On Friday, a Haitian-Chilean businessman was sentenced to life in prison by a federal judge in Miami for his involvement in aiding Colombian mercenaries in obtaining weapons to carry out the assassination of Haitian President Jovenel Moïse in 2021.
In a recent development, Rodolphe Jaar, aged 51, has been convicted and sentenced by US prosecutors for his involvement in a wide-ranging conspiracy. The plot involved individuals from Haiti and Florida who aimed to secure profitable contracts under a new administration after the removal of Moïse. Jaar is the first person to be convicted and sentenced in connection with this scheme.
Ten more defendants are currently awaiting trial in the United States, according to recent reports.

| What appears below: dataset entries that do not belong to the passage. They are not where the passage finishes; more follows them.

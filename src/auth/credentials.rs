/**
 * Credential Verification
 *
 * This module decides whether a submitted plaintext password matches a
 * stored credential without ever mutating the stored value.
 *
 * # Dual-mode verification
 *
 * The deployment is mid-migration from plaintext credentials to bcrypt
 * hashes, so a stored value can be either encoding. The stored string is
 * self-describing: bcrypt hashes carry a recognized `$2…$` version prefix.
 *
 * - Recognized prefix: the value is treated as a bcrypt hash and compared
 *   cryptographically. Any verification failure (malformed hash,
 *   unsupported version) degrades to a non-match, never an error.
 * - No recognized prefix: legacy plaintext mode, exact string equality
 *   (case-sensitive, no trimming).
 *
 * A value with a recognized prefix is never compared by string equality,
 * so a client cannot log in by submitting the hash itself.
 *
 * # Security
 *
 * Submitted passwords and stored values are never logged here and must
 * not be logged by callers.
 */
use bcrypt::{hash, verify, BcryptError, DEFAULT_COST};

/// bcrypt version prefixes recognized as hashed credentials
const HASH_PREFIXES: [&str; 4] = ["$2a$", "$2b$", "$2y$", "$2x$"];

/// A stored credential, classified by its encoding
///
/// The two-variant split keeps the prefix sniffing in one place; callers
/// match on the variant instead of inspecting the raw string.
#[derive(Debug, Clone, Copy, PartialEq, Eq)]
pub enum StoredCredential<'a> {
    /// A bcrypt hash (recognized version prefix)
    Hashed(&'a str),
    /// A legacy plaintext password (no recognized prefix)
    Plaintext(&'a str),
}

impl<'a> StoredCredential<'a> {
    /// Classify a stored credential string by its prefix
    pub fn parse(stored: &'a str) -> Self {
        if HASH_PREFIXES.iter().any(|p| stored.starts_with(p)) {
            Self::Hashed(stored)
        } else {
            Self::Plaintext(stored)
        }
    }

    /// Check a submitted password against this credential
    ///
    /// Returns `true` on a match. Hash verification failures degrade to
    /// `false` rather than propagating.
    pub fn verify(&self, submitted: &str) -> bool {
        match self {
            Self::Hashed(stored) => verify(submitted, stored).unwrap_or(false),
            Self::Plaintext(stored) => *stored == submitted,
        }
    }
}

/// Check a submitted password against a stored credential string
///
/// Convenience wrapper over [`StoredCredential::parse`] + verify.
pub fn verify_password(stored: &str, submitted: &str) -> bool {
    StoredCredential::parse(stored).verify(submitted)
}

/// Hash a password for storage
pub fn hash_password(password: &str) -> Result<String, BcryptError> {
    hash(password, DEFAULT_COST)
}

#[cfg(test)]
mod tests {
    use super::*;

    #[test]
    fn test_plaintext_exact_match() {
        assert!(verify_password("plain123", "plain123"));
    }

    #[test]
    fn test_plaintext_is_case_sensitive() {
        assert!(!verify_password("plain123", "Plain123"));
    }

    #[test]
    fn test_plaintext_no_trimming() {
        assert!(!verify_password("plain123", " plain123"));
        assert!(!verify_password("plain123", "plain123 "));
    }

    #[test]
    fn test_empty_submitted_password() {
        assert!(!verify_password("plain123", ""));
        assert!(verify_password("", ""));
    }

    #[test]
    fn test_hashed_round_trip() {
        let stored = hash_password("admin1234").unwrap();
        assert!(matches!(
            StoredCredential::parse(&stored),
            StoredCredential::Hashed(_)
        ));
        assert!(verify_password(&stored, "admin1234"));
        assert!(!verify_password(&stored, "wrong"));
    }

    #[test]
    fn test_malformed_hash_degrades_to_false() {
        // Recognized prefix but garbage payload: must be a quiet non-match.
        assert!(!verify_password("$2b$garbled", "anything"));
        assert!(!verify_password("$2b$garbled", "$2b$garbled"));
    }

    #[test]
    fn test_unrecognized_dollar_prefix_is_plaintext() {
        // "$garbled" carries no recognized version token, so it is legacy
        // plaintext and only matches itself.
        assert!(!verify_password("$garbled", "admin1234"));
        assert!(verify_password("$garbled", "$garbled"));
    }

    #[test]
    fn test_hashed_never_falls_through_to_equality() {
        // Submitting the stored hash verbatim must not match.
        let stored = hash_password("admin1234").unwrap();
        assert!(!verify_password(&stored, &stored));
    }

    #[test]
    fn test_all_recognized_prefixes_classify_as_hashed() {
        for prefix in ["$2a$", "$2b$", "$2y$", "$2x$"] {
            let stored = format!("{prefix}12$abcdefghijklmnopqrstuv");
            assert!(matches!(
                StoredCredential::parse(&stored),
                StoredCredential::Hashed(_)
            ));
        }
    }
}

A person with dual Haitian and Chilean citizenship, who had previously worked as an informant for the US government and was convicted of drug trafficking ten years ago, has been identified as Jaar. In March, the defendant entered a guilty plea for charges of conspiracy to commit murder or kidnapping outside the United States, as well as providing material support that led to a death.
Miami, FL – Federal Judge José E Martínez has issued a sentence at a brief 10-minute hearing held at the federal court in downtown Miami. No further details have been released at this time. Despite pleading guilty and promising to cooperate with investigators in the hopes of receiving a lighter sentence, Jaar has been given the maximum sentence he faced.

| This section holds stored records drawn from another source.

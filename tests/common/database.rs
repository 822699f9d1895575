//! Database test fixtures.
//!
//! Tests run against an in-memory SQLite database. In-memory SQLite is
//! per-connection, so the pool is capped at one connection to keep every
//! statement on the same database.

use sqlx::sqlite::SqlitePoolOptions;
use sqlx::SqlitePool;

use libchat_admin::auth::sessions::SessionStore;
use libchat_admin::server::config::ensure_schema;
use libchat_admin::server::state::AppState;

/// Create an in-memory test database with the schema applied
pub async fn test_pool() -> SqlitePool {
    let pool = SqlitePoolOptions::new()
        .max_connections(1)
        .connect("sqlite::memory:")
        .await
        .expect("failed to create in-memory database");

    ensure_schema(&pool)
        .await
        .expect("failed to apply schema");

    pool
}

/// Build application state over a pool, with a long session lifetime
pub fn test_state(pool: SqlitePool) -> AppState {
    test_state_with_ttl(pool, 3600)
}

/// Build application state with an explicit session lifetime
pub fn test_state_with_ttl(pool: SqlitePool, session_ttl_secs: u64) -> AppState {
    AppState {
        db: pool,
        sessions: SessionStore::new(session_ttl_secs),
    }
}
/**
 * Session Gate Middleware
 *
 * Middleware protecting every listing/mutating route. The check is a pure
 * predicate over the session store: it never touches the credential
 * store.
 *
 * An anonymous request to a protected route gets a "Please log in first."
 * notice and a redirect to the login page. An authenticated request has
 * the admin identity attached to its extensions for handlers to extract.
 */
use axum::{
    extract::{Request, State},
    http::StatusCode,
    middleware::Next,
    response::{IntoResponse, Redirect, Response},
};

use crate::context::RequestContext;
use crate::error::AppError;
use crate::server::state::AppState;

/// Authenticated admin identity attached to gated requests
#[derive(Clone, Copy, Debug)]
pub struct AuthenticatedAdmin {
    pub admin_id: i64,
}

/// Session gate middleware
///
/// 1. Resolves the session cookie against the session store
/// 2. Anonymous: flash a notice and redirect to `/login`
/// 3. Authenticated: attach [`AuthenticatedAdmin`] and continue
pub async fn require_admin(
    State(_state): State<AppState>,
    mut ctx: RequestContext,
    mut request: Request,
    next: Next,
) -> Response {
    let Some(admin_id) = ctx.admin_id() else {
        tracing::debug!(path = %request.uri().path(), "anonymous request to protected route");
        ctx.flash(AppError::Unauthenticated.notice());
        return (ctx, Redirect::to("/login")).into_response();
    };

    request
        .extensions_mut()
        .insert(AuthenticatedAdmin { admin_id });
    next.run(request).await
}

/// Axum extractor for the authenticated admin
///
/// Usable in handlers behind [`require_admin`]; rejects with 401 when the
/// middleware did not run.
#[derive(Clone, Copy, Debug)]
pub struct AuthAdmin(pub AuthenticatedAdmin);

impl axum::extract::FromRequestParts<AppState> for AuthAdmin {
    type Rejection = StatusCode;

    async fn from_request_parts(
        parts: &mut axum::http::request::Parts,
        _state: &AppState,
    ) -> Result<Self, Self::Rejection> {
        let admin = parts
            .extensions
            .get::<AuthenticatedAdmin>()
            .copied()
            .ok_or_else(|| {
                tracing::warn!("AuthenticatedAdmin not found in request extensions");
                StatusCode::UNAUTHORIZED
            })?;

        Ok(AuthAdmin(admin))
    }
}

Port-au-Prince, Haiti – Moïse, the President of Haiti, was assassinated on July 7, 2021, after a group of assailants broke into his private residence. The attack occurred in the capital city of Port-au-Prince. A man, aged 53, has been reported.

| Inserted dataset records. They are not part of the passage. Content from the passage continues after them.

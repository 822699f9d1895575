/**
 * Login Handlers
 *
 * GET /login renders the login form; POST /login verifies the submitted
 * email and password.
 *
 * # Authentication Process
 *
 * 1. Resolve the email to exactly one credential record
 * 2. Verify the password against the stored credential (hash or legacy
 *    plaintext, see `auth::credentials`)
 * 3. Rotate in a fresh authenticated session and redirect to the
 *    dashboard
 *
 * # Security Notes
 *
 * - An unknown email and a wrong password produce the same notice, so
 *   accounts cannot be enumerated
 * - A store failure produces a generic notice and no session transition
 * - Submitted passwords are never logged
 */
use axum::{
    extract::State,
    response::{Html, IntoResponse, Redirect, Response},
    Form,
};
use askama::Template;
use sqlx::SqlitePool;

use crate::auth::admins::{self, AdminCredential};
use crate::auth::credentials::verify_password;
use crate::auth::handlers::types::LoginForm;
use crate::context::RequestContext;
use crate::error::AppError;
use crate::server::state::AppState;
use crate::templates::LoginTemplate;

/// Resolve and verify a submitted email/password pair
///
/// `InvalidCredentials` covers both an unknown email and a failed
/// verification; store failures pass through as `StoreUnavailable`.
pub async fn authenticate(
    pool: &SqlitePool,
    email: &str,
    password: &str,
) -> Result<AdminCredential, AppError> {
    let admin = admins::find_by_email(pool, email)
        .await?
        .ok_or(AppError::InvalidCredentials)?;

    if !verify_password(&admin.password, password) {
        return Err(AppError::InvalidCredentials);
    }

    Ok(admin)
}

/// Login page handler
pub async fn login_page(
    State(_state): State<AppState>,
    mut ctx: RequestContext,
) -> Result<Response, AppError> {
    // Already logged in: straight to the dashboard.
    if ctx.is_authenticated() {
        return Ok(Redirect::to("/").into_response());
    }

    let page = LoginTemplate::new(ctx.take_notices()).render()?;
    Ok((ctx, Html(page)).into_response())
}

/// Login form submission handler
pub async fn login_submit(
    State(state): State<AppState>,
    mut ctx: RequestContext,
    Form(form): Form<LoginForm>,
) -> Response {
    if ctx.is_authenticated() {
        return Redirect::to("/").into_response();
    }

    match authenticate(&state.db, &form.email, &form.password).await {
        Ok(admin) => {
            ctx.sign_in(admin.id);
            ctx.flash("Login successful.");
            tracing::info!(admin_id = admin.id, "admin logged in");
            (ctx, Redirect::to("/")).into_response()
        }
        Err(err) => {
            // No session transition on any failure path.
            tracing::warn!(error = %err, "login rejected");
            ctx.flash(err.notice());
            (ctx, Redirect::to("/login")).into_response()
        }
    }
}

Miami, FL – A group of eleven defendants, including former Colombian soldiers Mario Palacios and Germán Alejandro Rivera García, former Haitian Senator John Joel Joseph, and Haitian-Americans James Solages, Joseph Vincent, and Christian Emmanuel Sanon, are currently facing charges in addition to Jaar. The other defendants include American Federick Joseph Bergmann, Colombian Arcangel Pretel Ortiz, Venezuelan-American Antonio Intriago, and Ecuadorian-American financier Walter Veintemilla.